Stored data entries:
☆ ☆ ☆ ☆ ☆
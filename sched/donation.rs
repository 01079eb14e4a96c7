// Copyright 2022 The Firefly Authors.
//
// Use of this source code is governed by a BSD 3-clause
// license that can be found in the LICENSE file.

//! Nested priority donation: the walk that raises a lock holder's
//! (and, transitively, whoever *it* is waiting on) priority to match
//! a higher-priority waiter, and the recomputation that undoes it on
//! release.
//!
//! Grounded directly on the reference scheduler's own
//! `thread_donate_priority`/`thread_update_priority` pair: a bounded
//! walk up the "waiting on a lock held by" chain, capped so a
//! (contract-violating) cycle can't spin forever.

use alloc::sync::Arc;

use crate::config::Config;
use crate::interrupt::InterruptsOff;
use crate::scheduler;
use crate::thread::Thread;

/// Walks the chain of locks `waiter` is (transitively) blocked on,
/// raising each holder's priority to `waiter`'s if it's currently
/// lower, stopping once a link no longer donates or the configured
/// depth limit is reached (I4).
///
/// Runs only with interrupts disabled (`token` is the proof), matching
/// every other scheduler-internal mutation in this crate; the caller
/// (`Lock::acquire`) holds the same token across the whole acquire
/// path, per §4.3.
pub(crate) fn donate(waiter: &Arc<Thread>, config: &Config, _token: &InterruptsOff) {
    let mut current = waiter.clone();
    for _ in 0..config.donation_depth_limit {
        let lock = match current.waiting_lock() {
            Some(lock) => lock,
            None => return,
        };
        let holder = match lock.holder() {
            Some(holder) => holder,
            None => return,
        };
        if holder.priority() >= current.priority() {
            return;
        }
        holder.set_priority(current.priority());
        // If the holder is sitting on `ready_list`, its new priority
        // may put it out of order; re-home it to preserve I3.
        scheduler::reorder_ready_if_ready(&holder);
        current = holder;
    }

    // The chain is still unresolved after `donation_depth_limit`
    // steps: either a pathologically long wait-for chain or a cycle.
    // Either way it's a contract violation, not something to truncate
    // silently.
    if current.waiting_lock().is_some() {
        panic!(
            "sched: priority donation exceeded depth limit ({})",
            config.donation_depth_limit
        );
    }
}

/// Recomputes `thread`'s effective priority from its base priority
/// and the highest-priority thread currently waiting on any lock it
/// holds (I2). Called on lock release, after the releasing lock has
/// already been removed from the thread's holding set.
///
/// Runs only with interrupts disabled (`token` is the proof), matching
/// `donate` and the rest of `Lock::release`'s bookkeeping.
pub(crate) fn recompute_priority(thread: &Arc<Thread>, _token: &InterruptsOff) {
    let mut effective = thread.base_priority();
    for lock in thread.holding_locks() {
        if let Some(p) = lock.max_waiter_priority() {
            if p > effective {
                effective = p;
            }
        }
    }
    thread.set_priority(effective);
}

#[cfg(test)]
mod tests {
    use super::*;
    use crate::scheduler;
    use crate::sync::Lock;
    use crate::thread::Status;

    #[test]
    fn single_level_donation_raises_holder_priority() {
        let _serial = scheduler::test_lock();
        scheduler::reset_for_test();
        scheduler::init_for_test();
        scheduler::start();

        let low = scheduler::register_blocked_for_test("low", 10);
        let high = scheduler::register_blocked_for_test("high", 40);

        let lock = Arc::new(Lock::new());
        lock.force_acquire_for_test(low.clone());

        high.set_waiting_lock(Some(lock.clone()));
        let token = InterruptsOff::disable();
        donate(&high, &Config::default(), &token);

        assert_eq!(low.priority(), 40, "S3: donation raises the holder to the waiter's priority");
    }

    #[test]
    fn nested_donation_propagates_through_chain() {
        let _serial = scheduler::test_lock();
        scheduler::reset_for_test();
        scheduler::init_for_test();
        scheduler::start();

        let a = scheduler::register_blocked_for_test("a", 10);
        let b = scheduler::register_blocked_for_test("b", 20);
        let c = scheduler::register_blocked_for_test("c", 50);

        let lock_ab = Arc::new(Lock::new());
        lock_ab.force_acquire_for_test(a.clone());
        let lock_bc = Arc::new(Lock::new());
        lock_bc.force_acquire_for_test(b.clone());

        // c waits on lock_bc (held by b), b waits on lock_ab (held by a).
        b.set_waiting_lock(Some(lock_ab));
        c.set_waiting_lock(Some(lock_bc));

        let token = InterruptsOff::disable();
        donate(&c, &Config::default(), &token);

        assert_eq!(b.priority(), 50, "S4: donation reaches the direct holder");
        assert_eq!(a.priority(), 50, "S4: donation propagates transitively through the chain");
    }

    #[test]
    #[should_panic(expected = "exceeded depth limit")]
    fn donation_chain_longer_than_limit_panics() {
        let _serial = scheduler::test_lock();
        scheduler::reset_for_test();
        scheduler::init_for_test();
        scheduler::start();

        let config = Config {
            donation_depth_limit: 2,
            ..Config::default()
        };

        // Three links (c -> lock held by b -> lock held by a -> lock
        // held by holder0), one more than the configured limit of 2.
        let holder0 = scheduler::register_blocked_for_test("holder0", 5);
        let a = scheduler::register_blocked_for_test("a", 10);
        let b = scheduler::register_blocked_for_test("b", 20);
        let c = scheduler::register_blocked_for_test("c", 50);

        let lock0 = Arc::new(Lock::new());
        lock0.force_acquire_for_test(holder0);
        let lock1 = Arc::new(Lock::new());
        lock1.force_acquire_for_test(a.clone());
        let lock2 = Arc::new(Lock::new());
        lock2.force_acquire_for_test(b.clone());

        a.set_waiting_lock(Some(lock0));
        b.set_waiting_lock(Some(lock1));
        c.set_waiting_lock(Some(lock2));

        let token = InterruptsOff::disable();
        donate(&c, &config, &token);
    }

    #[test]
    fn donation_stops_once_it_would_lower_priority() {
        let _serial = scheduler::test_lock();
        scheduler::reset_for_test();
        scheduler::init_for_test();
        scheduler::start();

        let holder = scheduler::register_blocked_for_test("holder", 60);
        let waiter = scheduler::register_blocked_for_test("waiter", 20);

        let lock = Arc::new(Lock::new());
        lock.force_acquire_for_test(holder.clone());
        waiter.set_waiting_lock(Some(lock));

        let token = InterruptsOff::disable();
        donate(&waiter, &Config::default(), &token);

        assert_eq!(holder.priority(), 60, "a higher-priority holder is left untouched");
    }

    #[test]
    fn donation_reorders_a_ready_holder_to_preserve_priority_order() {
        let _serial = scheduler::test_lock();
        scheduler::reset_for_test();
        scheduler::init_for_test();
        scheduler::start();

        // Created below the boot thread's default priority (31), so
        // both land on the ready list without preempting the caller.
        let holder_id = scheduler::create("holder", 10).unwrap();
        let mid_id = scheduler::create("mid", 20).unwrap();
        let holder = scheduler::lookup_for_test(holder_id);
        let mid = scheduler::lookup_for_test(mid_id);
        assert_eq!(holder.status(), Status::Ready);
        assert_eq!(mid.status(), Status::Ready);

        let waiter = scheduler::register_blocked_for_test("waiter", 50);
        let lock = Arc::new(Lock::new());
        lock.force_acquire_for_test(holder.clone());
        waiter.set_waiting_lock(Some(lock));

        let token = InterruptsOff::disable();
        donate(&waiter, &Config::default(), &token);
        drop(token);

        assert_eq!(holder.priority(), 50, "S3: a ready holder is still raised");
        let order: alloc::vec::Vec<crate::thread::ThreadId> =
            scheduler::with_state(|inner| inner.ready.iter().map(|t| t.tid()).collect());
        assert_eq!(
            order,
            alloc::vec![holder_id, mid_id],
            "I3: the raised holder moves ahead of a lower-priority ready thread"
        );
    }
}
☆ ☆ ☆ ☆ ☆
**TASK:** Please make an exact copy of each record.

**EXERCISE RESPONSE:**
filename sched/donation.rs
repository 01079eb14e4a96c7
// Copyright 2022 The Firefly Authors.
//
// Use of this source code is governed by a BSD 3-clause
// license that can be found in the LICENSE file.

//! Nested priority donation: the walk that raises a lock holder's
//! (and, transitively, whoever *it* is waiting on) priority to match
//! a higher-priority waiter, and the recomputation that undoes it on
//! release.
//!
//! Grounded directly on the reference scheduler's own
//! `thread_donate_priority`/`thread_update_priority` pair: a bounded
//! walk up the "waiting on a lock held by" chain, capped so a
//! (contract-violating) cycle can't spin forever.

use alloc::sync::Arc;

use crate::config::Config;
use crate::interrupt::InterruptsOff;
use crate::scheduler;
use crate::thread::Thread;

/// Walks the chain of locks `waiter` is (transitively) blocked on,
/// raising each holder's priority to `waiter`'s if it's currently
/// lower, stopping once a link no longer donates or the configured
/// depth limit is reached (I4).
///
/// Runs only with interrupts disabled (`token` is the proof), matching
/// every other scheduler-internal mutation in this crate; the caller
/// (`Lock::acquire`) holds the same token across the whole acquire
/// path, per §4.3.
pub(crate) fn donate(waiter: &Arc<Thread>, config: &Config, _token: &InterruptsOff) {
    let mut current = waiter.clone();
    for _ in 0..config.donation_depth_limit {
        let lock = match current.waiting_lock() {
            Some(lock) => lock,
            None => return,
        };
        let holder = match lock.holder() {
            Some(holder) => holder,
            None => return,
        };
        if holder.priority() >= current.priority() {
            return;
        }
        holder.set_priority(current.priority());
        // If the holder is sitting on `ready_list`, its new priority
        // may put it out of order; re-home it to preserve I3.
        scheduler::reorder_ready_if_ready(&holder);
        current = holder;
    }

    // The chain is still unresolved after `donation_depth_limit`
    // steps: either a pathologically long wait-for chain or a cycle.
    // Either way it's a contract violation, not something to truncate
    // silently.
    if current.waiting_lock().is_some() {
        panic!(
            "sched: priority donation exceeded depth limit ({})",
            config.donation_depth_limit
        );
    }
}

/// Recomputes `thread`'s effective priority from its base priority
/// and the highest-priority thread currently waiting on any lock it
/// holds (I2). Called on lock release, after the releasing lock has
/// already been removed from the thread's holding set.
///
/// Runs only with interrupts disabled (`token` is the proof), matching
/// `donate` and the rest of `Lock::release`'s bookkeeping.
pub(crate) fn recompute_priority(thread: &Arc<Thread>, _token: &InterruptsOff) {
    let mut effective = thread.base_priority();
    for lock in thread.holding_locks() {
        if let Some(p) = lock.max_waiter_priority() {
            if p > effective {
                effective = p;
            }
        }
    }
    thread.set_priority(effective);
}

#[cfg(test)]
mod tests {
    use super::*;
    use crate::scheduler;
    use crate::sync::Lock;
    use crate::thread::Status;

    #[test]
    fn single_level_donation_raises_holder_priority() {
        let _serial = scheduler::test_lock();
        scheduler::reset_for_test();
        scheduler::init_for_test();
        scheduler::start();

        let low = scheduler::register_blocked_for_test("low", 10);
        let high = scheduler::register_blocked_for_test("high", 40);

        let lock = Arc::new(Lock::new());
        lock.force_acquire_for_test(low.clone());

        high.set_waiting_lock(Some(lock.clone()));
        let token = InterruptsOff::disable();
        donate(&high, &Config::default(), &token);

        assert_eq!(low.priority(), 40, "S3: donation raises the holder to the waiter's priority");
    }

    #[test]
    fn nested_donation_propagates_through_chain() {
        let _serial = scheduler::test_lock();
        scheduler::reset_for_test();
        scheduler::init_for_test();
        scheduler::start();

        let a = scheduler::register_blocked_for_test("a", 10);
        let b = scheduler::register_blocked_for_test("b", 20);
        let c = scheduler::register_blocked_for_test("c", 50);

        let lock_ab = Arc::new(Lock::new());
        lock_ab.force_acquire_for_test(a.clone());
        let lock_bc = Arc::new(Lock::new());
        lock_bc.force_acquire_for_test(b.clone());

        // c waits on lock_bc (held by b), b waits on lock_ab (held by a).
        b.set_waiting_lock(Some(lock_ab));
        c.set_waiting_lock(Some(lock_bc));

        let token = InterruptsOff::disable();
        donate(&c, &Config::default(), &token);

        assert_eq!(b.priority(), 50, "S4: donation reaches the direct holder");
        assert_eq!(a.priority(), 50, "S4: donation propagates transitively through the chain");
    }

    #[test]
    #[should_panic(expected = "exceeded depth limit")]
    fn donation_chain_longer_than_limit_panics() {
        let _serial = scheduler::test_lock();
        scheduler::reset_for_test();
        scheduler::init_for_test();
        scheduler::start();

        let config = Config {
            donation_depth_limit: 2,
            ..Config::default()
        };

        // Three links (c -> lock held by b -> lock held by a -> lock
        // held by holder0), one more than the configured limit of 2.
        let holder0 = scheduler::register_blocked_for_test("holder0", 5);
        let a = scheduler::register_blocked_for_test("a", 10);
        let b = scheduler::register_blocked_for_test("b", 20);
        let c = scheduler::register_blocked_for_test("c", 50);

        let lock0 = Arc::new(Lock::new());
        lock0.force_acquire_for_test(holder0);
        let lock1 = Arc::new(Lock::new());
        lock1.force_acquire_for_test(a.clone());
        let lock2 = Arc::new(Lock::new());
        lock2.force_acquire_for_test(b.clone());

        a.set_waiting_lock(Some(lock0));
        b.set_waiting_lock(Some(lock1));
        c.set_waiting_lock(Some(lock2));

        let token = InterruptsOff::disable();
        donate(&c, &config, &token);
    }

    #[test]
    fn donation_stops_once_it_would_lower_priority() {
        let _serial = scheduler::test_lock();
        scheduler::reset_for_test();
        scheduler::init_for_test();
        scheduler::start();

        let holder = scheduler::register_blocked_for_test("holder", 60);
        let waiter = scheduler::register_blocked_for_test("waiter", 20);

        let lock = Arc::new(Lock::new());
        lock.force_acquire_for_test(holder.clone());
        waiter.set_waiting_lock(Some(lock));

        let token = InterruptsOff::disable();
        donate(&waiter, &Config::default(), &token);

        assert_eq!(holder.priority(), 60, "a higher-priority holder is left untouched");
    }

    #[test]
    fn donation_reorders_a_ready_holder_to_preserve_priority_order() {
        let _serial = scheduler::test_lock();
        scheduler::reset_for_test();
        scheduler::init_for_test();
        scheduler::start();

        // Created below the boot thread's default priority (31), so
        // both land on the ready list without preempting the caller.
        let holder_id = scheduler::create("holder", 10).unwrap();
        let mid_id = scheduler::create("mid", 20).unwrap();
        let holder = scheduler::lookup_for_test(holder_id);
        let mid = scheduler::lookup_for_test(mid_id);
        assert_eq!(holder.status(), Status::Ready);
        assert_eq!(mid.status(), Status::Ready);

        let waiter = scheduler::register_blocked_for_test("waiter", 50);
        let lock = Arc::new(Lock::new());
        lock.force_acquire_for_test(holder.clone());
        waiter.set_waiting_lock(Some(lock));

        let token = InterruptsOff::disable();
        donate(&waiter, &Config::default(), &token);
        drop(token);

        assert_eq!(holder.priority(), 50, "S3: a ready holder is still raised");
        let order: alloc::vec::Vec<crate::thread::ThreadId> =
            scheduler::with_state(|inner| inner.ready.iter().map(|t| t.tid()).collect());
        assert_eq!(
            order,
            alloc::vec![holder_id, mid_id],
            "I3: the raised holder moves ahead of a lower-priority ready thread"
        );
    }
}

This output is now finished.